§ **Problem to work on**
State, as one number, how many lines in these records hold "steps".

══ Extracted entries

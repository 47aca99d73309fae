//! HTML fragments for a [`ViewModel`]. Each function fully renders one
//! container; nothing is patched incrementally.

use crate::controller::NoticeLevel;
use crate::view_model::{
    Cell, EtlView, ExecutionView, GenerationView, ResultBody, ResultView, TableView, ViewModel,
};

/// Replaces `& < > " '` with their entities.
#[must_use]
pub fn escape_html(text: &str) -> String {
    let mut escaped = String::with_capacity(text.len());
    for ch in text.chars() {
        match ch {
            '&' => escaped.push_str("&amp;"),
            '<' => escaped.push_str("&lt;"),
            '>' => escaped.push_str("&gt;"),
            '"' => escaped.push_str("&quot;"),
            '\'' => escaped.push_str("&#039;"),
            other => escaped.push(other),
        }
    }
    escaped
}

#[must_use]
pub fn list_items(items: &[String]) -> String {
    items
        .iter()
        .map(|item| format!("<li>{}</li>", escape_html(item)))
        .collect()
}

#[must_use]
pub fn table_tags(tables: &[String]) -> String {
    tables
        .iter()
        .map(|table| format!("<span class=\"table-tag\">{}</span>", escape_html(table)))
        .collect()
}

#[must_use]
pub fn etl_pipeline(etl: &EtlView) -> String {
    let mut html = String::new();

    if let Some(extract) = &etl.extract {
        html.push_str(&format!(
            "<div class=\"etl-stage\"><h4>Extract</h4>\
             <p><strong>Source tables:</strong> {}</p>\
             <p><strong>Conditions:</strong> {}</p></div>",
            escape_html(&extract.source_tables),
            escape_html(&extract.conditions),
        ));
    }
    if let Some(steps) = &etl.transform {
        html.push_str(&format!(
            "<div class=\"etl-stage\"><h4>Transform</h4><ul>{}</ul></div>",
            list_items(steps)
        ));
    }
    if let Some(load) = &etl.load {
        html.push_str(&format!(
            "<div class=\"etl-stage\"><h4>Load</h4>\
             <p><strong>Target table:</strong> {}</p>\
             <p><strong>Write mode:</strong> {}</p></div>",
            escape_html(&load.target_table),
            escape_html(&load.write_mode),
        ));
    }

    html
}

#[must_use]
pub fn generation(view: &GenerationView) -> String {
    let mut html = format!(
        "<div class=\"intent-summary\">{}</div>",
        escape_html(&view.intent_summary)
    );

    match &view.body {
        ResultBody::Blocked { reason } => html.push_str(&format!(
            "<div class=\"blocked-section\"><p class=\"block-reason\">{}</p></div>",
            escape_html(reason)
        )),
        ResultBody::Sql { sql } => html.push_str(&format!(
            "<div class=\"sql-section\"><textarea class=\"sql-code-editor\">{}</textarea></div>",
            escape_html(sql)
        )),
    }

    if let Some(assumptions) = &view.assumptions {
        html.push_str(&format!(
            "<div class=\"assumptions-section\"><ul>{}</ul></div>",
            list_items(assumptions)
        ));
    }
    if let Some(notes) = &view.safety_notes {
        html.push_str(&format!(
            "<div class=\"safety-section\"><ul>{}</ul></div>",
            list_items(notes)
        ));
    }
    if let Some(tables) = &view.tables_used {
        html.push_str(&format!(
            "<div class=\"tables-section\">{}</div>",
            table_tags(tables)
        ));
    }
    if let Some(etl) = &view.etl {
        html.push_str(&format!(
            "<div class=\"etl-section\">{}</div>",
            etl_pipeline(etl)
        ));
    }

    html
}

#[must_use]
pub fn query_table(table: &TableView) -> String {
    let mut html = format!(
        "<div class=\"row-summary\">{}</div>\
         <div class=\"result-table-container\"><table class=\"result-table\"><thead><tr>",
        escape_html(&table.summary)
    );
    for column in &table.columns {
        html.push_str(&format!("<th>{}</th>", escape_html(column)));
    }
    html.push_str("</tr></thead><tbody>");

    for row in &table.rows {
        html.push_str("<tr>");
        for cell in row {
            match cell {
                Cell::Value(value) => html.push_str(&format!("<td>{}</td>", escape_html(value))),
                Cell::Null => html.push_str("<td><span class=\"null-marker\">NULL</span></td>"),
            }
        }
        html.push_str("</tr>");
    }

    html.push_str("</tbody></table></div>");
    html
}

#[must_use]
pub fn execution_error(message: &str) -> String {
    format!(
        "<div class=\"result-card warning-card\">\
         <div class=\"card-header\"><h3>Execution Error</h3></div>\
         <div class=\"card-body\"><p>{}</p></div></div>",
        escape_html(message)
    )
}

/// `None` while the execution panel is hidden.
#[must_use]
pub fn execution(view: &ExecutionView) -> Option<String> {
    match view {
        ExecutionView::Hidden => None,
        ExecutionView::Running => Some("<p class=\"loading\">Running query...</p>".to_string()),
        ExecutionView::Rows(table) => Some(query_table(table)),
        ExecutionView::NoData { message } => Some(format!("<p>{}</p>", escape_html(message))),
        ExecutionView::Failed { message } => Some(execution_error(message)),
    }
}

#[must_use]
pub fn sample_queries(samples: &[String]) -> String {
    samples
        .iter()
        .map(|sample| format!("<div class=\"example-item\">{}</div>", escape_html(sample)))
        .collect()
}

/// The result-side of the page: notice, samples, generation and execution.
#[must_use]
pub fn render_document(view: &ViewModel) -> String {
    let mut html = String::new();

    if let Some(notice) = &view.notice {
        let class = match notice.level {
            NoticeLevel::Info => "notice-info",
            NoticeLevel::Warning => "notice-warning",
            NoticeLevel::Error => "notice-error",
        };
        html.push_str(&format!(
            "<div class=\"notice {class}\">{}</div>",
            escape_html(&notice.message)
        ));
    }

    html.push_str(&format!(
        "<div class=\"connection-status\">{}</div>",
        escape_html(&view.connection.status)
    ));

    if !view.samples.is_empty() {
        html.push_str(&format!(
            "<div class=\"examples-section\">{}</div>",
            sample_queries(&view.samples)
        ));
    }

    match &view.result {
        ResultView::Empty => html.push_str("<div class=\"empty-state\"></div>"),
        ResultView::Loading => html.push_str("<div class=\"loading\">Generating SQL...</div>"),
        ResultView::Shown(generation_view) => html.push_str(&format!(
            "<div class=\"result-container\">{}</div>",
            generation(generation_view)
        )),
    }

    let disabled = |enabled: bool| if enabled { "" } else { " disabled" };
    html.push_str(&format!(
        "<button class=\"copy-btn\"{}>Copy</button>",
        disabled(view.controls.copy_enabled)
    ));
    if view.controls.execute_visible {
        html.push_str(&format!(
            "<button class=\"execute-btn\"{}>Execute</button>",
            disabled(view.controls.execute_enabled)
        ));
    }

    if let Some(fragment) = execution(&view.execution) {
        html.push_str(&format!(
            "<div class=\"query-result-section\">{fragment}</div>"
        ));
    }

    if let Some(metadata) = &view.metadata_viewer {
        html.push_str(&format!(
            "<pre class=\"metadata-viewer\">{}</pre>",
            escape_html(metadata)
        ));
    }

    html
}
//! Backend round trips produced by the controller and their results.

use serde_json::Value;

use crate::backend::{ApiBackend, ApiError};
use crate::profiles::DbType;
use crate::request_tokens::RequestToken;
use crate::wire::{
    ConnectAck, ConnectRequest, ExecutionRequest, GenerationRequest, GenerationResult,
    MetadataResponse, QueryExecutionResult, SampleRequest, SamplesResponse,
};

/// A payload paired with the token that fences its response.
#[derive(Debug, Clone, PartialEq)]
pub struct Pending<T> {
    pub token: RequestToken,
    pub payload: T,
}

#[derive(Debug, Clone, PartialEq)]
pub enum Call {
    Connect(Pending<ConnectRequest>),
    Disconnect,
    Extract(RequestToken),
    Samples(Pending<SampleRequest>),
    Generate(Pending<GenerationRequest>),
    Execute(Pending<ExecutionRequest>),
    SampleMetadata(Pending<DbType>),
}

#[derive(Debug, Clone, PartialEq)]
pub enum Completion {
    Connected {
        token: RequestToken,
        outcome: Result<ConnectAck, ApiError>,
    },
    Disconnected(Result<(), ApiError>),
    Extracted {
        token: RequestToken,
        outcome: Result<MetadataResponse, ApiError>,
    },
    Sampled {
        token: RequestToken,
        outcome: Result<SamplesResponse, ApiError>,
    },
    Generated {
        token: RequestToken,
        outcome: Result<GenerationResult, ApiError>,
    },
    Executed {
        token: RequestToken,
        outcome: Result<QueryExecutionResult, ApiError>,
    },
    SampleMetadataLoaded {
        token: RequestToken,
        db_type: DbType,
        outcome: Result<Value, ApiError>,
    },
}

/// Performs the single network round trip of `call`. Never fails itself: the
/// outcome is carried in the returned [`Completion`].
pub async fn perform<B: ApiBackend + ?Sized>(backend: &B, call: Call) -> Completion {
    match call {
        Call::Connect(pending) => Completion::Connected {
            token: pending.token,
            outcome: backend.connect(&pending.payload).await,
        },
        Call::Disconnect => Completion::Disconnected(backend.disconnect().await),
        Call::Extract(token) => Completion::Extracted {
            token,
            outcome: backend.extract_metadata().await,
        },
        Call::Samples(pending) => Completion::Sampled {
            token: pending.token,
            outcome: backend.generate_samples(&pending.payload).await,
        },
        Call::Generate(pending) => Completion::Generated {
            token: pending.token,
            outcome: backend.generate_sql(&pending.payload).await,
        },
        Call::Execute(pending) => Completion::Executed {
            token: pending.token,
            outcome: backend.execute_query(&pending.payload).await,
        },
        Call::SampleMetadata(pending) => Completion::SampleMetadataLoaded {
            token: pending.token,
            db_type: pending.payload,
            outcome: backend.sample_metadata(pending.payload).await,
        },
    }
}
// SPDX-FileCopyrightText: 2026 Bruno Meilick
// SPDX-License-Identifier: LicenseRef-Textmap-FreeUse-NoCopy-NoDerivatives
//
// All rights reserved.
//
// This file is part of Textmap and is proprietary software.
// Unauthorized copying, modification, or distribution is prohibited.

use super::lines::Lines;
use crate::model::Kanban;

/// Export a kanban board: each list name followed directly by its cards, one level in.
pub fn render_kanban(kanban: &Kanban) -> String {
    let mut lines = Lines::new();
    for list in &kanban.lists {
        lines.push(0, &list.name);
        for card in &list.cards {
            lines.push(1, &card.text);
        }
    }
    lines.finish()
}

════
══ Extracted entries

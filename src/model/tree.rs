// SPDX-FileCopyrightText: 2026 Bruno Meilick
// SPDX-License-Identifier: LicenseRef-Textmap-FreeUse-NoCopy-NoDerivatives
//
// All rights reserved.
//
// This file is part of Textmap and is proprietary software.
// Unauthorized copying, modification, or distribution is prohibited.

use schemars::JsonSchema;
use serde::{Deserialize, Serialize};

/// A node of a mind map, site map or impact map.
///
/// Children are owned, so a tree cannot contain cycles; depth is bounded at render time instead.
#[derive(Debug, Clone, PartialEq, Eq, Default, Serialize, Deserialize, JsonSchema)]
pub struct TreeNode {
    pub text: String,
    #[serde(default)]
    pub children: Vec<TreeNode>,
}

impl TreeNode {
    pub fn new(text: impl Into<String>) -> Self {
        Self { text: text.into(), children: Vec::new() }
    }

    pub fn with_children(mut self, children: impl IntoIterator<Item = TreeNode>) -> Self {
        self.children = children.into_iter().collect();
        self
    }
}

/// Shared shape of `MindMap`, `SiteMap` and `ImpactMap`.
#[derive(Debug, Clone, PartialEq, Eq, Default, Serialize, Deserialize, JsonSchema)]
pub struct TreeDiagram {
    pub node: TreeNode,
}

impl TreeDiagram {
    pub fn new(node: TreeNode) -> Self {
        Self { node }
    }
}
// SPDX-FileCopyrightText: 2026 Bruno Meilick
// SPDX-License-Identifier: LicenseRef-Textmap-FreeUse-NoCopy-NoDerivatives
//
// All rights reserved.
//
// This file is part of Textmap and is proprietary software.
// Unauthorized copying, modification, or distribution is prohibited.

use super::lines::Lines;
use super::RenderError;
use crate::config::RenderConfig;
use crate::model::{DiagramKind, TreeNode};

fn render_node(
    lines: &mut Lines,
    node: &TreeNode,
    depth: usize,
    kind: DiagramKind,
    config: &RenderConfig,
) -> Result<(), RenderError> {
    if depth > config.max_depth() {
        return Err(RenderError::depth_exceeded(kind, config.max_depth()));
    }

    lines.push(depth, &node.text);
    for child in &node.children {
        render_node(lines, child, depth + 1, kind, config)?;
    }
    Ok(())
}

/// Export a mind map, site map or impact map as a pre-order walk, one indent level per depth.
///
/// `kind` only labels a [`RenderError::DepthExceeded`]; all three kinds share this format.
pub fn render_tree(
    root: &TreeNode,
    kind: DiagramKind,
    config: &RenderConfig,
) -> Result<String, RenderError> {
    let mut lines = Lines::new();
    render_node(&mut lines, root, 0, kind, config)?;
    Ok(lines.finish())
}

════
══ Extracted entries

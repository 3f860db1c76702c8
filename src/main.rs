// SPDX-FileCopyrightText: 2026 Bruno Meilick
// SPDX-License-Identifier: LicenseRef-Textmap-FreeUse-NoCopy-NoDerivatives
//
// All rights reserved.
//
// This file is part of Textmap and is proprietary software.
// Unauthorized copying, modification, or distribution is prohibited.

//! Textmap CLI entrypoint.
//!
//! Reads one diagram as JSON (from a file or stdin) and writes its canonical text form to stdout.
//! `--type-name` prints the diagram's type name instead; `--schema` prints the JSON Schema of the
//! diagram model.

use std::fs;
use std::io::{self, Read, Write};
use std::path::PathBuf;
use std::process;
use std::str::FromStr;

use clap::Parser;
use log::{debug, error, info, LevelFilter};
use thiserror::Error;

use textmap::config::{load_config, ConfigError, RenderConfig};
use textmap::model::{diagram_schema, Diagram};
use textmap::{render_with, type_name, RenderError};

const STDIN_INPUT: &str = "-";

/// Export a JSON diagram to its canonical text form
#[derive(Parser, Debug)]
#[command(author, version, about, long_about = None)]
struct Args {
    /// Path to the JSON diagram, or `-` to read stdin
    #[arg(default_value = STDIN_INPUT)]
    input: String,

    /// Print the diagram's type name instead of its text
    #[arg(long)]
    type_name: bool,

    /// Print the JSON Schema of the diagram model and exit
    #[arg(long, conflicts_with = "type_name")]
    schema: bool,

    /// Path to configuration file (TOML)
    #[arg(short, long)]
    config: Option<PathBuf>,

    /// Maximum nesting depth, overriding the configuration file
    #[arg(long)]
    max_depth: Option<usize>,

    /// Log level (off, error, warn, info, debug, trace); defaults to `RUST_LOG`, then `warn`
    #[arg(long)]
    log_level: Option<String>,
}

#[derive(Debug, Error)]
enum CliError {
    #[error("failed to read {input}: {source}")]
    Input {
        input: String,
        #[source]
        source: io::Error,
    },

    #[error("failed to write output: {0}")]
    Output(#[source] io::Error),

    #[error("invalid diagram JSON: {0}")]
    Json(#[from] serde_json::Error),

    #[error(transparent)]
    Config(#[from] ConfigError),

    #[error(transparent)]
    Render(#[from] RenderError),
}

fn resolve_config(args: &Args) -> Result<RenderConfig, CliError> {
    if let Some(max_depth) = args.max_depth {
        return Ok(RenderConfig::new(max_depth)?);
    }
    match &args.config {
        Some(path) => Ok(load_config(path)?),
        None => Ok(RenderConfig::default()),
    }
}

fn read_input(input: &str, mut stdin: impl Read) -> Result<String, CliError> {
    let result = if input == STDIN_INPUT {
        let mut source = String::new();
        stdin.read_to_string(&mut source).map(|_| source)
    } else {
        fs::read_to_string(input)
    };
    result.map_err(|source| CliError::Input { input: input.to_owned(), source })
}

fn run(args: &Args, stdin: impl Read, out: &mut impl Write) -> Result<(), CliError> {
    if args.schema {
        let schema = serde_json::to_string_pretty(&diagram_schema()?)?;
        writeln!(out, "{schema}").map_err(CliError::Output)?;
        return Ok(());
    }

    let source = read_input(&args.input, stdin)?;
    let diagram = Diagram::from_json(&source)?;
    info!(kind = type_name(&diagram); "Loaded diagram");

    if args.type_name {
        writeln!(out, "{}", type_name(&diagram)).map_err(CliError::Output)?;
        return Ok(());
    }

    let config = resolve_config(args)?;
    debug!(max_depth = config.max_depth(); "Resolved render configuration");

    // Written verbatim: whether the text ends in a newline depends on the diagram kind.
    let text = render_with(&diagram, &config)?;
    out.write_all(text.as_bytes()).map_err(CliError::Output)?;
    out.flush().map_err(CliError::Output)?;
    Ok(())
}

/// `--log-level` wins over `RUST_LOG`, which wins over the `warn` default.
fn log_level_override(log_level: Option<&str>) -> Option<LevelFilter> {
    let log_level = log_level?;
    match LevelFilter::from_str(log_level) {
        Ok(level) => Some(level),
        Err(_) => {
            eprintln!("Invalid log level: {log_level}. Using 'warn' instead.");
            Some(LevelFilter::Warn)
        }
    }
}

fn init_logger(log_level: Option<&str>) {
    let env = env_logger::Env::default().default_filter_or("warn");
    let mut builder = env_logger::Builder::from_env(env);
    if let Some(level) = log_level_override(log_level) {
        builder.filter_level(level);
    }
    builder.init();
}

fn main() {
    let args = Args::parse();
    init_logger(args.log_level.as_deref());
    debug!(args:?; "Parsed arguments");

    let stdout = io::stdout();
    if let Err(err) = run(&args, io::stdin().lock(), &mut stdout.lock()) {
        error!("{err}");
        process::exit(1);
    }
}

════

§ **Written answer**
2